Examining Solidarity Against AI-Enabled Surveillance at the Intersection of Workplace and Carceral Realities
Morgan McErlean, Cella M. Sum, Sukrit Venkatagiri, Sarah E. Fox
TL;DR
The paper addresses the problem of AI-enabled surveillance expanding across both workplace and carceral spaces and argues for cross-space solidarity to resist these pervasive technologies. It adopts a two-pronged approach: a preliminary analysis of intersections between workplace and carceral surveillance using data from the CMU Tech Solidarity Lab and existing literature, followed by plans to broaden data collection from a carceral perspective and to facilitate restorative justice discussions. Key contributions include identifying concrete crossovers such as Rite-Aid's facial recognition use, Amazon's access to law-enforcement tools, and Veriato's monitoring of parolees, along with a proposed community-facing framework for cross-movement solidarity and resistance.
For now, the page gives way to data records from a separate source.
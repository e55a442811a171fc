//! Provider of configured errors

use crate::error::{ProviderError, ProviderResult};
use crate::provider::{BoxProvider, Provider};
use ae_core::{AutomationData, ConfiguredError, Value};
use async_trait::async_trait;

/// Resolves each field of a [`ConfiguredError`] from its own provider
#[derive(Debug)]
pub struct ConfiguredErrorProvider {
    code: BoxProvider<String>,
    title: BoxProvider<String>,
    message: BoxProvider<String>,
    http_status_code: BoxProvider<i64>,
    additional_details: Option<BoxProvider<Vec<Value>>>,
    data: Option<BoxProvider<Value>>,
}

impl ConfiguredErrorProvider {
    pub fn new(
        code: BoxProvider<String>,
        title: BoxProvider<String>,
        message: BoxProvider<String>,
        http_status_code: BoxProvider<i64>,
    ) -> Self {
        Self {
            code,
            title,
            message,
            http_status_code,
            additional_details: None,
            data: None,
        }
    }

    pub fn with_additional_details(mut self, details: BoxProvider<Vec<Value>>) -> Self {
        self.additional_details = Some(details);
        self
    }

    pub fn with_data(mut self, data: BoxProvider<Value>) -> Self {
        self.data = Some(data);
        self
    }
}

#[async_trait]
impl Provider<ConfiguredError> for ConfiguredErrorProvider {
    async fn resolve(&self, ctx: &AutomationData) -> ProviderResult<ConfiguredError> {
        let status = self.http_status_code.resolve(ctx).await?;
        let http_status_code = u16::try_from(status).map_err(|_| ProviderError::InvalidValue {
            reason: format!("{status} is not a valid HTTP status code"),
        })?;

        let mut error = ConfiguredError::new(
            self.code.resolve(ctx).await?,
            self.title.resolve(ctx).await?,
            self.message.resolve(ctx).await?,
            http_status_code,
        );
        if let Some(details) = &self.additional_details {
            error.additional_details = details
                .resolve(ctx)
                .await?
                .iter()
                .map(Value::to_text)
                .collect();
        }
        if let Some(data) = &self.data {
            error.data = Some(data.resolve(ctx).await?);
        }

        error
            .validate()
            .map_err(|reason| ProviderError::InvalidValue { reason })?;
        Ok(error)
    }
}
//! Per-run execution record of one action

use crate::error::{codes, AutomationResult, ConfiguredError};
use crate::state::ActionState;
use crate::value::Value;
use chrono::{DateTime, Utc};
use indexmap::IndexMap;
use serde::Serialize;

/// Mutable audit record for one execution attempt of an action
#[derive(Debug, Clone, Serialize)]
#[serde(rename_all = "camelCase")]
pub struct ActionData {
    pub name: String,

    pub alias: String,

    #[serde(rename = "type")]
    pub action_type: String,

    pub state: ActionState,

    pub started_timestamp: Option<DateTime<Utc>>,

    pub completed_timestamp: Option<DateTime<Utc>>,

    pub error: Option<ConfiguredError>,

    pub succeeded: bool,

    /// Records of error-handling actions, keyed by alias
    #[serde(skip_serializing_if = "IndexMap::is_empty")]
    pub error_actions: IndexMap<String, ActionData>,

    /// Type-specific execution detail, flattened into the record
    #[serde(flatten)]
    pub detail: ActionDetail,
}

/// Type-specific part of an [`ActionData`]
#[derive(Debug, Clone, Serialize)]
#[serde(tag = "kind", rename_all = "camelCase")]
pub enum ActionDetail {
    Group(GroupData),
    Iterate(IterateData),
    RaiseError,
    SetVariable(SetVariableData),
    External(ExternalData),
}

/// Children of a group, keyed by alias in declaration order
#[derive(Debug, Clone, Default, Serialize)]
#[serde(rename_all = "camelCase")]
pub struct GroupData {
    pub parallel: bool,
    pub children: IndexMap<String, ActionData>,
}

/// Resolved settings and progress of an iterate action
#[derive(Debug, Clone, Default, Serialize)]
#[serde(rename_all = "camelCase")]
pub struct IterateData {
    pub start_index: Option<i64>,
    pub end_index: Option<i64>,
    pub reverse: bool,
    pub iterations_completed: usize,
    pub last_iteration: Option<IterationItem>,
    pub current_iteration: Option<IterationItem>,
    pub iterations: Vec<IterationRecord>,
}

/// Index and item of one iteration
#[derive(Debug, Clone, PartialEq, Serialize)]
pub struct IterationItem {
    pub index: usize,
    pub item: Value,
}

/// Child records of one iteration
#[derive(Debug, Clone, Serialize)]
pub struct IterationRecord {
    pub index: usize,
    pub actions: IndexMap<String, ActionData>,
}

#[derive(Debug, Clone, Default, Serialize)]
#[serde(rename_all = "camelCase")]
pub struct SetVariableData {
    pub property_name: Option<String>,
    pub path: Option<String>,
    pub value: Option<Value>,
}

/// Output recorded by an externally implemented action
#[derive(Debug, Clone, Default, Serialize)]
pub struct ExternalData {
    #[serde(skip_serializing_if = "Option::is_none")]
    pub output: Option<Value>,
}

impl ActionData {
    pub fn new(
        name: impl Into<String>,
        alias: impl Into<String>,
        action_type: impl Into<String>,
        detail: ActionDetail,
    ) -> Self {
        Self {
            name: name.into(),
            alias: alias.into(),
            action_type: action_type.into(),
            state: ActionState::NotStarted,
            started_timestamp: None,
            completed_timestamp: None,
            error: None,
            succeeded: false,
            error_actions: IndexMap::new(),
            detail,
        }
    }

    /// Move to the next lifecycle state.
    ///
    /// Invalid transitions are reported as configured errors so they flow
    /// through the regular error path.
    pub fn transition(&mut self, to: ActionState) -> AutomationResult<()> {
        self.state = self.state.try_transition(to).map_err(|e| {
            ConfiguredError::new(
                codes::INVALID_STATE_TRANSITION,
                "Invalid action state transition",
                format!("Action \"{}\": {}", self.alias, e),
                500,
            )
        })?;
        match to {
            ActionState::Started => self.started_timestamp = Some(Utc::now()),
            ActionState::Skipped | ActionState::Completed => {
                self.completed_timestamp = Some(Utc::now())
            }
            _ => {}
        }
        Ok(())
    }

    /// Record an error; the action is no longer considered successful
    pub fn record_error(&mut self, error: ConfiguredError) {
        self.error = Some(error);
        self.succeeded = false;
    }

    /// Mark as completed from whatever non-terminal state the run stopped in
    pub fn finish(&mut self, succeeded: bool) {
        if !self.state.is_terminal() {
            self.state = ActionState::Completed;
            self.completed_timestamp = Some(Utc::now());
        }
        self.succeeded = succeeded && self.error.is_none();
    }

    pub fn group(&self) -> Option<&GroupData> {
        match &self.detail {
            ActionDetail::Group(group) => Some(group),
            _ => None,
        }
    }

    pub fn group_mut(&mut self) -> Option<&mut GroupData> {
        match &mut self.detail {
            ActionDetail::Group(group) => Some(group),
            _ => None,
        }
    }

    pub fn iterate(&self) -> Option<&IterateData> {
        match &self.detail {
            ActionDetail::Iterate(iterate) => Some(iterate),
            _ => None,
        }
    }

    pub fn iterate_mut(&mut self) -> Option<&mut IterateData> {
        match &mut self.detail {
            ActionDetail::Iterate(iterate) => Some(iterate),
            _ => None,
        }
    }

    pub fn set_variable_mut(&mut self) -> Option<&mut SetVariableData> {
        match &mut self.detail {
            ActionDetail::SetVariable(data) => Some(data),
            _ => None,
        }
    }

    pub fn external_mut(&mut self) -> Option<&mut ExternalData> {
        match &mut self.detail {
            ActionDetail::External(data) => Some(data),
            _ => None,
        }
    }

    /// Snapshot for publication in the context's action registry.
    ///
    /// Nested records (group children, iterations, error actions) are left
    /// out; nested actions publish under their own aliases. The snapshot stays
    /// the same size however many iterations have run.
    pub fn to_value(&self) -> Value {
        serde_json::to_value(RegistrySnapshot::from(self))
            .map(Value::from)
            .unwrap_or(Value::Null)
    }
}

#[derive(Serialize)]
#[serde(rename_all = "camelCase")]
struct RegistrySnapshot<'a> {
    name: &'a str,
    alias: &'a str,
    #[serde(rename = "type")]
    action_type: &'a str,
    state: ActionState,
    started_timestamp: Option<DateTime<Utc>>,
    completed_timestamp: Option<DateTime<Utc>>,
    error: Option<&'a ConfiguredError>,
    succeeded: bool,
    #[serde(flatten)]
    detail: DetailSnapshot<'a>,
}

#[derive(Serialize)]
#[serde(tag = "kind", rename_all = "camelCase")]
enum DetailSnapshot<'a> {
    Group { parallel: bool },
    Iterate(IterateSnapshot<'a>),
    RaiseError,
    SetVariable(&'a SetVariableData),
    External(&'a ExternalData),
}

#[derive(Serialize)]
#[serde(rename_all = "camelCase")]
struct IterateSnapshot<'a> {
    start_index: Option<i64>,
    end_index: Option<i64>,
    reverse: bool,
    iterations_completed: usize,
    last_iteration: Option<&'a IterationItem>,
    current_iteration: Option<&'a IterationItem>,
}

impl<'a> From<&'a ActionData> for RegistrySnapshot<'a> {
    fn from(data: &'a ActionData) -> Self {
        let detail = match &data.detail {
            ActionDetail::Group(group) => DetailSnapshot::Group {
                parallel: group.parallel,
            },
            ActionDetail::Iterate(iterate) => DetailSnapshot::Iterate(IterateSnapshot {
                start_index: iterate.start_index,
                end_index: iterate.end_index,
                reverse: iterate.reverse,
                iterations_completed: iterate.iterations_completed,
                last_iteration: iterate.last_iteration.as_ref(),
                current_iteration: iterate.current_iteration.as_ref(),
            }),
            ActionDetail::RaiseError => DetailSnapshot::RaiseError,
            ActionDetail::SetVariable(set) => DetailSnapshot::SetVariable(set),
            ActionDetail::External(external) => DetailSnapshot::External(external),
        };
        Self {
            name: &data.name,
            alias: &data.alias,
            action_type: &data.action_type,
            state: data.state,
            started_timestamp: data.started_timestamp,
            completed_timestamp: data.completed_timestamp,
            error: data.error.as_ref(),
            succeeded: data.succeeded,
            detail,
        }
    }
}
The work highlights the societal and policy relevance of dual-use surveillance architectures and outlines a path for activist engagement to mitigate AI-driven surveillance across these intertwined spaces.
Abstract
As panoptical, AI-driven surveillance becomes a norm, everyone is impacted. In a reality where all people fall victim to these technologies, establishing links and solidarity is essential to fighting back. Two groups facing rising and targeted surveillance are workers and individuals impacted by the carceral system. Through preliminary data collection from a worker-surveillance lens, our findings reveal several cases of these surveillance infrastructures intersecting. Continuation of our work will involve collecting cases from a carceral-centered lens. Driven by a community-facing analysis of the overlap in the AI-driven surveillance experienced by workers and individuals impacted by the carceral system, we will facilitate discussions with restorative justice activists around cultivating solidarity and empowerment focused on the interconnected nature of workplace and carceral surveillance technologies.